(Items listed in a dataset)
++++++++++++++++++++

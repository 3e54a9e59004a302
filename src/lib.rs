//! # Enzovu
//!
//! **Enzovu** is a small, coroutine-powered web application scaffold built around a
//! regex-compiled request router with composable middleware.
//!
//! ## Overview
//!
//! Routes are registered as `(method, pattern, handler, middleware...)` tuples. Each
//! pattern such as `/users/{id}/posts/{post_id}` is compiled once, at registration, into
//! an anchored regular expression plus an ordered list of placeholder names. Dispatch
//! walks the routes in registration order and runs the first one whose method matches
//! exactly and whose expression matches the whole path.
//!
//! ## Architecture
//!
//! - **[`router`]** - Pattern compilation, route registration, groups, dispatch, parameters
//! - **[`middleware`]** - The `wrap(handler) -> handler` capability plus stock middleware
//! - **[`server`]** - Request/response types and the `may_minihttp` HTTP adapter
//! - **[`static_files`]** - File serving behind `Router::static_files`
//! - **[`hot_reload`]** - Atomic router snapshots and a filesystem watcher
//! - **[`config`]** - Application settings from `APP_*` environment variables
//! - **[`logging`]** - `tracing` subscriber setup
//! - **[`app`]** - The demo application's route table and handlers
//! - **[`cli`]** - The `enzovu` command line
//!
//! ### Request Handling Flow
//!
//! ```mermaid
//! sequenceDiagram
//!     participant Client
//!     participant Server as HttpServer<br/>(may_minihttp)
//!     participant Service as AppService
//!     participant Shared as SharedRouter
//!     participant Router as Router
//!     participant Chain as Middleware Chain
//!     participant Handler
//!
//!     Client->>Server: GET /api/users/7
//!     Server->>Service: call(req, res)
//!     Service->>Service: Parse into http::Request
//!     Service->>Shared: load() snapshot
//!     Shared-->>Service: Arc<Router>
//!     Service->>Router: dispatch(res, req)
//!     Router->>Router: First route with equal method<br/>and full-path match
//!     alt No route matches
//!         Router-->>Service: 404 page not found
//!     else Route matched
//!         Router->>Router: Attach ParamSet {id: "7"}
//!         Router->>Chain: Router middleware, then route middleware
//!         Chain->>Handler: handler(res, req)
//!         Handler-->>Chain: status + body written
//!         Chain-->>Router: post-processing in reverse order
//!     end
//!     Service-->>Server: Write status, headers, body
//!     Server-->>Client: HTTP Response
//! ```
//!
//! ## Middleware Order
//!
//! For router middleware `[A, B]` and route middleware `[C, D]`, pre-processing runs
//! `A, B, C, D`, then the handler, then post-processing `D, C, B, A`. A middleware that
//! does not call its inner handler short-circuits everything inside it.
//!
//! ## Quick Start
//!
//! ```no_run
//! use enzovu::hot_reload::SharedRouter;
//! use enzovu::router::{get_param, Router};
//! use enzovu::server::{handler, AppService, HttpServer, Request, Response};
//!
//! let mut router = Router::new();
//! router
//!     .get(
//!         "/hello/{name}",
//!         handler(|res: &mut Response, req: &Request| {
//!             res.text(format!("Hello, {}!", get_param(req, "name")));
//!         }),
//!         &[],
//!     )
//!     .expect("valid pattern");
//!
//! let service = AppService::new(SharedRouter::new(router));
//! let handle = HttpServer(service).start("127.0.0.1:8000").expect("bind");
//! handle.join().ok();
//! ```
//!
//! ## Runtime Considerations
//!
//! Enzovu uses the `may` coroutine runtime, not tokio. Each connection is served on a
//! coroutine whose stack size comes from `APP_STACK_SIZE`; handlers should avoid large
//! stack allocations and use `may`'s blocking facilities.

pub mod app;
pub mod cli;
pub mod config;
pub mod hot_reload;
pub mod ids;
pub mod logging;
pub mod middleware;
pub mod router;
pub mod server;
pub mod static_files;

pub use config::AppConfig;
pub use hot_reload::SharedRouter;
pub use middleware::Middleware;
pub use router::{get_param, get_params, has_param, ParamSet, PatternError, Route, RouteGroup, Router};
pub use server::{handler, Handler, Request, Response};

++++++++++++++++++++

DIRECTIONS:
Could you return the lines in the entries above that contain "with"?

WRITTEN RESPONSE:
//! regex-compiled request router with composable middleware.
//!     Router->>Router: First route with equal method<br/>and full-path match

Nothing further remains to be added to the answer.